(Beginning of The input)

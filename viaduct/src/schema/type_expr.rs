use std::fmt;

use arcstr::ArcStr;

use crate::ast::TypeLiteral;

/// The type of a field or argument position, flattened for planning.
///
/// A wrapped GraphQL type is carried as its base name, the base's
/// nullability, and one nullability flag per list layer (outermost first).
/// `nullable_at_depth.len()` _is_ the list depth.
#[derive(Clone, Debug, Eq, PartialEq)]
pub struct TypeExpr {
    base: ArcStr,
    base_nullable: bool,
    nullable_at_depth: Vec<bool>,
}

impl TypeExpr {
    /// Creates a bare (non-list) type expression.
    pub fn named(base: impl Into<ArcStr>, nullable: bool) -> Self {
        Self {
            base: base.into(),
            base_nullable: nullable,
            nullable_at_depth: Vec::new(),
        }
    }

    /// Wraps this type expression into one list layer.
    #[must_use]
    pub fn wrap_list(mut self, nullable: bool) -> Self {
        self.nullable_at_depth.insert(0, nullable);
        self
    }

    /// The base (innermost) type name.
    pub fn base(&self) -> &ArcStr {
        &self.base
    }

    /// Whether the base position may be null.
    pub fn base_nullable(&self) -> bool {
        self.base_nullable
    }

    /// Number of list layers around the base type.
    pub fn list_depth(&self) -> usize {
        self.nullable_at_depth.len()
    }

    /// Whether any list layer is present.
    pub fn is_list(&self) -> bool {
        !self.nullable_at_depth.is_empty()
    }

    /// Whether the outermost position may be null.
    pub fn is_nullable(&self) -> bool {
        self.nullable_at_depth
            .first()
            .copied()
            .unwrap_or(self.base_nullable)
    }

    /// Removes the outermost list layer.
    ///
    /// # Panics
    ///
    /// If this expression is not a list.
    #[must_use]
    pub fn unwrap_list(&self) -> Self {
        assert!(self.is_list(), "`unwrap_list` on a non-list type");
        Self {
            base: self.base.clone(),
            base_nullable: self.base_nullable,
            nullable_at_depth: self.nullable_at_depth[1..].to_vec(),
        }
    }

    /// Returns this expression with the outermost position made non-null.
    #[must_use]
    pub fn as_non_nullable(&self) -> Self {
        let mut out = self.clone();
        if let Some(head) = out.nullable_at_depth.first_mut() {
            *head = false;
        } else {
            out.base_nullable = false;
        }
        out
    }

    /// Builds a [`TypeExpr`] from a parsed type literal.
    pub fn from_literal(lit: &TypeLiteral) -> Self {
        match lit {
            TypeLiteral::Named(n) => Self::named(n.as_str(), true),
            TypeLiteral::NonNullNamed(n) => Self::named(n.as_str(), false),
            TypeLiteral::List(inner) => Self::from_literal(inner).wrap_list(true),
            TypeLiteral::NonNullList(inner) => Self::from_literal(inner).wrap_list(false),
        }
    }
}

impl fmt::Display for TypeExpr {
    fn fmt(&self, f: &mut fmt::Formatter<'_>) -> fmt::Result {
        fn render(expr: &TypeExpr, depth: usize, f: &mut fmt::Formatter<'_>) -> fmt::Result {
            if depth == expr.list_depth() {
                write!(f, "{}", expr.base)?;
                if !expr.base_nullable {
                    write!(f, "!")?;
                }
                return Ok(());
            }
            write!(f, "[")?;
            render(expr, depth + 1, f)?;
            write!(f, "]")?;
            if !expr.nullable_at_depth[depth] {
                write!(f, "!")?;
            }
            Ok(())
        }
        render(self, 0, f)
    }
}

#[cfg(test)]
mod tests {
    use crate::parser::{Parser, parse_type_literal};

    use super::TypeExpr;

    fn parse(s: &str) -> TypeExpr {
        let mut parser = Parser::from_source(s).unwrap();
        TypeExpr::from_literal(&parse_type_literal(&mut parser).unwrap().item)
    }

    #[test]
    fn depth_invariant_holds() {
        let t = parse("[[Film!]]!");
        assert_eq!(t.list_depth(), 2);
        assert_eq!(t.base(), "Film");
        assert!(!t.base_nullable());
        assert!(!t.is_nullable());
    }

    #[test]
    fn unwrap_list_peels_the_outermost_layer() {
        let t = parse("[[Film!]]!");
        let inner = t.unwrap_list();
        assert_eq!(inner.list_depth(), 1);
        assert!(inner.is_nullable());
        let innermost = inner.unwrap_list();
        assert!(!innermost.is_list());
        assert!(!innermost.is_nullable());
    }

    #[test]
    fn as_non_nullable_only_touches_the_outermost_position() {
        let t = parse("[Film]");
        let nn = t.as_non_nullable();
        assert!(!nn.is_nullable());
        assert!(nn.unwrap_list().is_nullable());
    }

    #[test]
    fn renders_source_syntax() {
        for src in ["String", "String!", "[Int!]", "[[Film!]]!"] {
            assert_eq!(parse(src).to_string(), src);
        }
    }
}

(End of The input)

## The problem
Nothing above should be left out; write out every record exactly.

## Answer space
filename viaduct/src/schema/type_expr.rs
use std::fmt;

use arcstr::ArcStr;

use crate::ast::TypeLiteral;

/// The type of a field or argument position, flattened for planning.
///
/// A wrapped GraphQL type is carried as its base name, the base's
/// nullability, and one nullability flag per list layer (outermost first).
/// `nullable_at_depth.len()` _is_ the list depth.
#[derive(Clone, Debug, Eq, PartialEq)]
pub struct TypeExpr {
    base: ArcStr,
    base_nullable: bool,
    nullable_at_depth: Vec<bool>,
}

impl TypeExpr {
    /// Creates a bare (non-list) type expression.
    pub fn named(base: impl Into<ArcStr>, nullable: bool) -> Self {
        Self {
            base: base.into(),
            base_nullable: nullable,
            nullable_at_depth: Vec::new(),
        }
    }

    /// Wraps this type expression into one list layer.
    #[must_use]
    pub fn wrap_list(mut self, nullable: bool) -> Self {
        self.nullable_at_depth.insert(0, nullable);
        self
    }

    /// The base (innermost) type name.
    pub fn base(&self) -> &ArcStr {
        &self.base
    }

    /// Whether the base position may be null.
    pub fn base_nullable(&self) -> bool {
        self.base_nullable
    }

    /// Number of list layers around the base type.
    pub fn list_depth(&self) -> usize {
        self.nullable_at_depth.len()
    }

    /// Whether any list layer is present.
    pub fn is_list(&self) -> bool {
        !self.nullable_at_depth.is_empty()
    }

    /// Whether the outermost position may be null.
    pub fn is_nullable(&self) -> bool {
        self.nullable_at_depth
            .first()
            .copied()
            .unwrap_or(self.base_nullable)
    }

    /// Removes the outermost list layer.
    ///
    /// # Panics
    ///
    /// If this expression is not a list.
    #[must_use]
    pub fn unwrap_list(&self) -> Self {
        assert!(self.is_list(), "`unwrap_list` on a non-list type");
        Self {
            base: self.base.clone(),
            base_nullable: self.base_nullable,
            nullable_at_depth: self.nullable_at_depth[1..].to_vec(),
        }
    }

    /// Returns this expression with the outermost position made non-null.
    #[must_use]
    pub fn as_non_nullable(&self) -> Self {
        let mut out = self.clone();
        if let Some(head) = out.nullable_at_depth.first_mut() {
            *head = false;
        } else {
            out.base_nullable = false;
        }
        out
    }

    /// Builds a [`TypeExpr`] from a parsed type literal.
    pub fn from_literal(lit: &TypeLiteral) -> Self {
        match lit {
            TypeLiteral::Named(n) => Self::named(n.as_str(), true),
            TypeLiteral::NonNullNamed(n) => Self::named(n.as_str(), false),
            TypeLiteral::List(inner) => Self::from_literal(inner).wrap_list(true),
            TypeLiteral::NonNullList(inner) => Self::from_literal(inner).wrap_list(false),
        }
    }
}

impl fmt::Display for TypeExpr {
    fn fmt(&self, f: &mut fmt::Formatter<'_>) -> fmt::Result {
        fn render(expr: &TypeExpr, depth: usize, f: &mut fmt::Formatter<'_>) -> fmt::Result {
            if depth == expr.list_depth() {
                write!(f, "{}", expr.base)?;
                if !expr.base_nullable {
                    write!(f, "!")?;
                }
                return Ok(());
            }
            write!(f, "[")?;
            render(expr, depth + 1, f)?;
            write!(f, "]")?;
            if !expr.nullable_at_depth[depth] {
                write!(f, "!")?;
            }
            Ok(())
        }
        render(self, 0, f)
    }
}

#[cfg(test)]
mod tests {
    use crate::parser::{Parser, parse_type_literal};

    use super::TypeExpr;

    fn parse(s: &str) -> TypeExpr {
        let mut parser = Parser::from_source(s).unwrap();
        TypeExpr::from_literal(&parse_type_literal(&mut parser).unwrap().item)
    }

    #[test]
    fn depth_invariant_holds() {
        let t = parse("[[Film!]]!");
        assert_eq!(t.list_depth(), 2);
        assert_eq!(t.base(), "Film");
        assert!(!t.base_nullable());
        assert!(!t.is_nullable());
    }

    #[test]
    fn unwrap_list_peels_the_outermost_layer() {
        let t = parse("[[Film!]]!");
        let inner = t.unwrap_list();
        assert_eq!(inner.list_depth(), 1);
        assert!(inner.is_nullable());
        let innermost = inner.unwrap_list();
        assert!(!innermost.is_list());
        assert!(!innermost.is_nullable());
    }

    #[test]
    fn as_non_nullable_only_touches_the_outermost_position() {
        let t = parse("[Film]");
        let nn = t.as_non_nullable();
        assert!(!nn.is_nullable());
        assert!(nn.unwrap_list().is_nullable());
    }

    #[test]
    fn renders_source_syntax() {
        for src in ["String", "String!", "[Int!]", "[[Film!]]!"] {
            assert_eq!(parse(src).to_string(), src);
        }
    }
}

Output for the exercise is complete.